[[ GIVEN RECORDS, beginning ]]
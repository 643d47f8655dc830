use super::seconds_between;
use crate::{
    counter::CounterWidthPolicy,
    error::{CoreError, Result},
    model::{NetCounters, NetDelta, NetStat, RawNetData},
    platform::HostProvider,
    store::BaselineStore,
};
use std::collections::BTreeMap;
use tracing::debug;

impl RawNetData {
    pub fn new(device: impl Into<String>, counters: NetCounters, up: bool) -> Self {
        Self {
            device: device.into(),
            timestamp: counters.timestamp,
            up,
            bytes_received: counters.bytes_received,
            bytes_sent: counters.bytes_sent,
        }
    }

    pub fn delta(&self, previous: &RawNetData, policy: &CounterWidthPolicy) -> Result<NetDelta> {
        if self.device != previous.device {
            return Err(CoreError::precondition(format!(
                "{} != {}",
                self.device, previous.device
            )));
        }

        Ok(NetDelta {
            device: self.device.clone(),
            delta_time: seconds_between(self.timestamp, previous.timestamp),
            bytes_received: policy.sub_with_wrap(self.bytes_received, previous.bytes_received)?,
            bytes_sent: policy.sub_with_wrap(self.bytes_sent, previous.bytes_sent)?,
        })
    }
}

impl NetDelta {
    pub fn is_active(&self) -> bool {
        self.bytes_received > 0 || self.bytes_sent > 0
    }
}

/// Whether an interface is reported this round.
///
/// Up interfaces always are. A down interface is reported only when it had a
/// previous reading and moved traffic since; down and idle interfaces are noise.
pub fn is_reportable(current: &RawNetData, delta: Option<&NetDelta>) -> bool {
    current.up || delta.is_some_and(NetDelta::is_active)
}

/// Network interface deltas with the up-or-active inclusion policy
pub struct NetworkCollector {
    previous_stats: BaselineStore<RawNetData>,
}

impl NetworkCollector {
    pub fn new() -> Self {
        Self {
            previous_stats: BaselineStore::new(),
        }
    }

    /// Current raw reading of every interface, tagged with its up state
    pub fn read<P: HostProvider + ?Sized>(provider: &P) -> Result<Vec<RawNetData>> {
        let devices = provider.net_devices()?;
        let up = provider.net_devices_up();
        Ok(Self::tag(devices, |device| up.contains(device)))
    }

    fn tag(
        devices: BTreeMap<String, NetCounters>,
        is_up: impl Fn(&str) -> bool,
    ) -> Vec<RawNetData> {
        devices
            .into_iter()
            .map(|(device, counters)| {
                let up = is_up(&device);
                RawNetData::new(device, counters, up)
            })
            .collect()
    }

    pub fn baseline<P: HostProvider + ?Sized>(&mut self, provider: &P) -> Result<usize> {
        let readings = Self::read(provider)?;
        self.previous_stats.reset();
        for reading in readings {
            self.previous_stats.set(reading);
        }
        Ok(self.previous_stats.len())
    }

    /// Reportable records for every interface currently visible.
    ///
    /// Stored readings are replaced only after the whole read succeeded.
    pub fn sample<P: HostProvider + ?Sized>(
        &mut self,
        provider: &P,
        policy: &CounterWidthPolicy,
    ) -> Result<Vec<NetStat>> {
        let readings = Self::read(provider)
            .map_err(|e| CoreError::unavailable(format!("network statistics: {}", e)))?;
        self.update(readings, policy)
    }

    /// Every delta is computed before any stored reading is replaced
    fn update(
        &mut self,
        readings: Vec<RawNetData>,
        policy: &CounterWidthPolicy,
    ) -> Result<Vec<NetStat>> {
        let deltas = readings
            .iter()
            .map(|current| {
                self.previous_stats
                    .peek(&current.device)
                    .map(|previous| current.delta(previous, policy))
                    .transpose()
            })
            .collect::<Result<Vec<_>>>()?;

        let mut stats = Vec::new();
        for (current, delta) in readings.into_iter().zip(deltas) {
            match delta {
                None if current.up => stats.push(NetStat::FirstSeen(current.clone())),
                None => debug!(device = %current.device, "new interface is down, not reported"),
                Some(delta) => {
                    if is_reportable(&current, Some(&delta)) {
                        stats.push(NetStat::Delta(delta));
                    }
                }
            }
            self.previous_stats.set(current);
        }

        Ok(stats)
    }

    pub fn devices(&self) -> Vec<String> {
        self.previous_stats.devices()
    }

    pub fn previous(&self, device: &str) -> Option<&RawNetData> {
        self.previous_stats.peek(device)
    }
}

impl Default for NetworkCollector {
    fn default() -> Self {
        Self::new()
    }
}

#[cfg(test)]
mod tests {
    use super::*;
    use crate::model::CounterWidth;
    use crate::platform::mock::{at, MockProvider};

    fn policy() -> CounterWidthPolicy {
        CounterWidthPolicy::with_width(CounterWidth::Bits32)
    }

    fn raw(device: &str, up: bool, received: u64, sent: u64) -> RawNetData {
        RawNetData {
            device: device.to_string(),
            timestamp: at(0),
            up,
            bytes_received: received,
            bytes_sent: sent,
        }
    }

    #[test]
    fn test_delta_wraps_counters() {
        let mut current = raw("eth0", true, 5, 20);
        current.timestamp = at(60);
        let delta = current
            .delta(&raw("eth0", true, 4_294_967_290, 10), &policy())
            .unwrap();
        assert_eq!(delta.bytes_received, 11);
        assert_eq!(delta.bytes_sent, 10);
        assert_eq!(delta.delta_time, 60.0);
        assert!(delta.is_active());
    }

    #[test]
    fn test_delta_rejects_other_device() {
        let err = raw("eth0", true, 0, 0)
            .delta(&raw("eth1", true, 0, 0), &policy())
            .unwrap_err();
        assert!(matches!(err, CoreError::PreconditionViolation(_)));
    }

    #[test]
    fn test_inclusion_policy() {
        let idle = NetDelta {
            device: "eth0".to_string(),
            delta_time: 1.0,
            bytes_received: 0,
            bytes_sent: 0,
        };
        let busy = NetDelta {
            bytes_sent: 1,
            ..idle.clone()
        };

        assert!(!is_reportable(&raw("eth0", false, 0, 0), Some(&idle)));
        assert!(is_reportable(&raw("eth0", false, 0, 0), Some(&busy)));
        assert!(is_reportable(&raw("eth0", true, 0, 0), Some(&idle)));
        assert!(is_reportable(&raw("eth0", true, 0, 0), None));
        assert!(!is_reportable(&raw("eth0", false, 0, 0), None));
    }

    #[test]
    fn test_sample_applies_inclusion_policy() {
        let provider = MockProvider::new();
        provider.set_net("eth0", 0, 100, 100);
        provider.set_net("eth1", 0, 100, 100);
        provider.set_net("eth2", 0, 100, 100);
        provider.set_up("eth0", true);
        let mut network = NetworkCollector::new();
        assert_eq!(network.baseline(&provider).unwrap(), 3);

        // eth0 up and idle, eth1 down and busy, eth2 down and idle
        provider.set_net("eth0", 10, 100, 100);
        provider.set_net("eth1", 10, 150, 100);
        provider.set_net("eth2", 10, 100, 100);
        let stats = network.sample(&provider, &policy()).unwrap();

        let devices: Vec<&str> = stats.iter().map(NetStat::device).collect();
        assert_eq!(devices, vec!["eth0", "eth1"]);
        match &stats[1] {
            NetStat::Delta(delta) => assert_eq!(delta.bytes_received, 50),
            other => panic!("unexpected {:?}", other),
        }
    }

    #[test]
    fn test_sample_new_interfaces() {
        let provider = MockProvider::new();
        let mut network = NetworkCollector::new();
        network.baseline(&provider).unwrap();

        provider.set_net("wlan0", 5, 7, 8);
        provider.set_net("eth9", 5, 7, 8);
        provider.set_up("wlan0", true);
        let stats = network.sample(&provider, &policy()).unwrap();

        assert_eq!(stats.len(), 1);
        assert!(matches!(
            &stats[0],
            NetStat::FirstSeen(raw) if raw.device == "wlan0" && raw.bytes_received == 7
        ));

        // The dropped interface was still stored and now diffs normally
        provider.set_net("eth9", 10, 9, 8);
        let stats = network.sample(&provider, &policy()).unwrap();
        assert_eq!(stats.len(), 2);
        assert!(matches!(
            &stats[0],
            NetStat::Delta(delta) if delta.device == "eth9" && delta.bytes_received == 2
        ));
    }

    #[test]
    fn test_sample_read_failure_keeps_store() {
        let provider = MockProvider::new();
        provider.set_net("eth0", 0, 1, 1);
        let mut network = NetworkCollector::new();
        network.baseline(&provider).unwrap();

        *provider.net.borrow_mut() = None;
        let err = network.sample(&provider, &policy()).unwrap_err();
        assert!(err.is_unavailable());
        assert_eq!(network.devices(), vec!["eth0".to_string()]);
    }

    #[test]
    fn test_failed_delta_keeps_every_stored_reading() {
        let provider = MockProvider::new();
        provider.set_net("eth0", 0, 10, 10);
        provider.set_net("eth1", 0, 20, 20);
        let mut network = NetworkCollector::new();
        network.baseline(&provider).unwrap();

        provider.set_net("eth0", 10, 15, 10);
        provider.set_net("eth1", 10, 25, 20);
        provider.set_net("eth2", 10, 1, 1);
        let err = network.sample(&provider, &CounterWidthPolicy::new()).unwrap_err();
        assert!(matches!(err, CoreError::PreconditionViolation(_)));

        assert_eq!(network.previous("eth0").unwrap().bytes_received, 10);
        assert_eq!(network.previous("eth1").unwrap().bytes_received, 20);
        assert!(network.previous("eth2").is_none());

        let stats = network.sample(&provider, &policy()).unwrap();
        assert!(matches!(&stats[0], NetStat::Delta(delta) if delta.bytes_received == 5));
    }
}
[[ GIVEN RECORDS, end ]]
[[ GIVEN RECORDS, beginning ]]
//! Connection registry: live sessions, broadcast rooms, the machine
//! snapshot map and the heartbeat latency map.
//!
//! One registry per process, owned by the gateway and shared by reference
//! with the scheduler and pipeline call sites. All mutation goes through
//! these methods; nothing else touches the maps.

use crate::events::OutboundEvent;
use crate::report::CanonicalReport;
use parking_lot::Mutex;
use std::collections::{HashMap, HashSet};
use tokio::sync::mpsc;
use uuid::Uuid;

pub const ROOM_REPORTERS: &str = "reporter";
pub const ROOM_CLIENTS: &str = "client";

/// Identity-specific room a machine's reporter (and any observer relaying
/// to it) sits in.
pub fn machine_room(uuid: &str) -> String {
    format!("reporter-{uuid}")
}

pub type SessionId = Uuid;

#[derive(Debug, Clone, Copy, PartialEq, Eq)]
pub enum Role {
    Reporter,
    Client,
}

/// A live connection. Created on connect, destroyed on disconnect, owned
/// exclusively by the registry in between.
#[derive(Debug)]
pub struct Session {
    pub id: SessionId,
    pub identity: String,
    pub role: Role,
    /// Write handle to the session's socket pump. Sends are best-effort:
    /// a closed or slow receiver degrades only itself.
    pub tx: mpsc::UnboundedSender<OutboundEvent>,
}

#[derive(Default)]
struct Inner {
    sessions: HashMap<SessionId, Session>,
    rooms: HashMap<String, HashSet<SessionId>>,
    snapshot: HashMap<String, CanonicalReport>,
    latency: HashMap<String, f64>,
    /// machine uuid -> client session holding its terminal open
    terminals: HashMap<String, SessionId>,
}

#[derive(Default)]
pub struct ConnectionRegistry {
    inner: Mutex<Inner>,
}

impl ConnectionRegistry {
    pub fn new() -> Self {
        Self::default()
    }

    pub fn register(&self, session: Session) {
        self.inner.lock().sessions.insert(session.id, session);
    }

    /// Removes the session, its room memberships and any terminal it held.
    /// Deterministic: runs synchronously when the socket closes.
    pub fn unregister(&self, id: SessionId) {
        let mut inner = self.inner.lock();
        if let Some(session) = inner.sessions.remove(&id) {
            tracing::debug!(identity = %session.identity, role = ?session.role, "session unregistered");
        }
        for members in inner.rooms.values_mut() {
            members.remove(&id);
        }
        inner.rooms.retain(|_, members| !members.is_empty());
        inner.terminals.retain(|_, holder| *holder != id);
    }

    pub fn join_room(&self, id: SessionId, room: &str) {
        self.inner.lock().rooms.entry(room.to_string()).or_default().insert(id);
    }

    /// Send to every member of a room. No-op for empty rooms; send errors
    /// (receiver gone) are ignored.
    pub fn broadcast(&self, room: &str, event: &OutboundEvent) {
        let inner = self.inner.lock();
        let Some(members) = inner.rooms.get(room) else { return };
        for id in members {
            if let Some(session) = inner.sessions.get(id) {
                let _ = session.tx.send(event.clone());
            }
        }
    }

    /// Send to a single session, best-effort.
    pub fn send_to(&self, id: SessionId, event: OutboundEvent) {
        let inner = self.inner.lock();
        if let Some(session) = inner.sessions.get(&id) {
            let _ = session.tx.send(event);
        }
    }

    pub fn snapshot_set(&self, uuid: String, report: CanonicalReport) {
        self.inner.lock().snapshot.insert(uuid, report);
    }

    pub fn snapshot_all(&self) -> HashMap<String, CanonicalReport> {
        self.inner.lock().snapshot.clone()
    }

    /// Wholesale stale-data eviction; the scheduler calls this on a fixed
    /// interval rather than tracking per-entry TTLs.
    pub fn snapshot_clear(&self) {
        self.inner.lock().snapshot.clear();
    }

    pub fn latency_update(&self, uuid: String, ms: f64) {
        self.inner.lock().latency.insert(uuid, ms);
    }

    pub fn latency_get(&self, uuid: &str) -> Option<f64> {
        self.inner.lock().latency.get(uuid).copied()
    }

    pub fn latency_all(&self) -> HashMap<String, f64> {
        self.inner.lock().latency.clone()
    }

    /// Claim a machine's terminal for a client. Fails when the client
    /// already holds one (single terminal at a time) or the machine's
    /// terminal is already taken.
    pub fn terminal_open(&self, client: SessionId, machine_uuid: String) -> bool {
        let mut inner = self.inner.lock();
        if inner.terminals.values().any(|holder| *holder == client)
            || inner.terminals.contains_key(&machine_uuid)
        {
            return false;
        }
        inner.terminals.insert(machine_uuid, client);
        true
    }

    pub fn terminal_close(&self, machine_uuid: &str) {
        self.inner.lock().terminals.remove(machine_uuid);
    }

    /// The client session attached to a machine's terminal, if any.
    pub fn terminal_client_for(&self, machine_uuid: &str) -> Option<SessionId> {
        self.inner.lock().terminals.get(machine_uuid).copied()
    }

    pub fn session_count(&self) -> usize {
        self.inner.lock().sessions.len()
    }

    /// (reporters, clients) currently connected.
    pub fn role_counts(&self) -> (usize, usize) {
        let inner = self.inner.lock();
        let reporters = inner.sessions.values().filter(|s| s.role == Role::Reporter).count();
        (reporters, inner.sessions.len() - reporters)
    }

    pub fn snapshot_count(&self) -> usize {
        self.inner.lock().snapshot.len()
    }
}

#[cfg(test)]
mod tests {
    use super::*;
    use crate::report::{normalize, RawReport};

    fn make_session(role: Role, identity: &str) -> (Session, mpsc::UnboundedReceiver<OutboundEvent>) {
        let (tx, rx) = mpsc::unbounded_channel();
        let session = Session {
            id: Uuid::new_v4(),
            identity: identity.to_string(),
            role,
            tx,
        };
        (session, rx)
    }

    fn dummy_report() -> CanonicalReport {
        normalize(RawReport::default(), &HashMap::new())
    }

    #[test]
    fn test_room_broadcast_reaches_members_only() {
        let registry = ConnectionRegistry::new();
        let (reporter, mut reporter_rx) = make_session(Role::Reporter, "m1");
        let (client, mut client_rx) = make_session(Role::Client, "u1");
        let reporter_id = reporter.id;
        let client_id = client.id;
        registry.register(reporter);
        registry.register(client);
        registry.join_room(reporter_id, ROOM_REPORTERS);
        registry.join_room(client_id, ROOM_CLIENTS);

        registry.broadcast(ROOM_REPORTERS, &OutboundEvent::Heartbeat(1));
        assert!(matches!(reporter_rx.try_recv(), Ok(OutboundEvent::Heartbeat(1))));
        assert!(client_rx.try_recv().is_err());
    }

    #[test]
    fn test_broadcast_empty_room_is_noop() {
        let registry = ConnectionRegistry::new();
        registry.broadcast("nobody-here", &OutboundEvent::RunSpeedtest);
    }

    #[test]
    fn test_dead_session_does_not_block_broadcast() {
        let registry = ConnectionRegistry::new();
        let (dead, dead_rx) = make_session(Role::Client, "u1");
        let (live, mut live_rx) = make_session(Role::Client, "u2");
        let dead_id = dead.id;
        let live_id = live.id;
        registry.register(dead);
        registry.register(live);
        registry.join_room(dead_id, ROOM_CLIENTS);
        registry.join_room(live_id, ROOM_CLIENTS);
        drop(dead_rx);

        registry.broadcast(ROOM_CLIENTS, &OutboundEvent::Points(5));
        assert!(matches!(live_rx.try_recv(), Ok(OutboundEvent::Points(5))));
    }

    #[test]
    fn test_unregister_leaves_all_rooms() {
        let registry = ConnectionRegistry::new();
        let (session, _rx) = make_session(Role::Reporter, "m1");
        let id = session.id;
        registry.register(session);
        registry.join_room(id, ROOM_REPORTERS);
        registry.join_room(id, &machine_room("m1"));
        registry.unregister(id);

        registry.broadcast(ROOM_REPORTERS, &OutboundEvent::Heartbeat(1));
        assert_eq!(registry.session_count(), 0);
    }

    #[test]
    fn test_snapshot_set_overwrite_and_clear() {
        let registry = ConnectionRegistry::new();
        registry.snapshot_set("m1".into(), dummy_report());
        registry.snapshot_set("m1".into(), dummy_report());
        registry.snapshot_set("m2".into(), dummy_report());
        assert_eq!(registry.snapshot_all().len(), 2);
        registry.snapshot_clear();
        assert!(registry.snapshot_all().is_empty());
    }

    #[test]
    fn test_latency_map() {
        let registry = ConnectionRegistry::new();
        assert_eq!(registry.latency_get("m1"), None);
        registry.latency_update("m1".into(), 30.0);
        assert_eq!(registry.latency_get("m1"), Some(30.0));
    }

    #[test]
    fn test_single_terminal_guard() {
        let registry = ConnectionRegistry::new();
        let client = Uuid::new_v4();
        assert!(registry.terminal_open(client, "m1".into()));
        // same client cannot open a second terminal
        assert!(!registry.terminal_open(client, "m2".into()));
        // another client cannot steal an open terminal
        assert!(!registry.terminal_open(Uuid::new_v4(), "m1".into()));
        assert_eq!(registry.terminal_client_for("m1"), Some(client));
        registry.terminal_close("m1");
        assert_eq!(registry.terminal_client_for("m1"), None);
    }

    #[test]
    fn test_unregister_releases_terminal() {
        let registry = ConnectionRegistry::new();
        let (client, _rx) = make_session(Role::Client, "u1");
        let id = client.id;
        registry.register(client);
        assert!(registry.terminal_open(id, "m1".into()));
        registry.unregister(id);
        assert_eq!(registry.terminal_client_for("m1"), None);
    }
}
[[ GIVEN RECORDS, end ]]
▸ AIM OF THE TASK:
Within the material above, extract exactly the lines that start at the line containing "repository 643d47f8655dc830" and stop after the line containing "policy: &CounterWidthPolicy) ->", and only those.

▸ EXERCISE OUTPUT:
repository 643d47f8655dc830
use super::seconds_between;
use crate::{
    counter::CounterWidthPolicy,
    error::{CoreError, Result},
    model::{NetCounters, NetDelta, NetStat, RawNetData},
    platform::HostProvider,
    store::BaselineStore,
};
use std::collections::BTreeMap;
use tracing::debug;

impl RawNetData {
    pub fn new(device: impl Into<String>, counters: NetCounters, up: bool) -> Self {
        Self {
            device: device.into(),
            timestamp: counters.timestamp,
            up,
            bytes_received: counters.bytes_received,
            bytes_sent: counters.bytes_sent,
        }
    }

    pub fn delta(&self, previous: &RawNetData, policy: &CounterWidthPolicy) -> Result<NetDelta> {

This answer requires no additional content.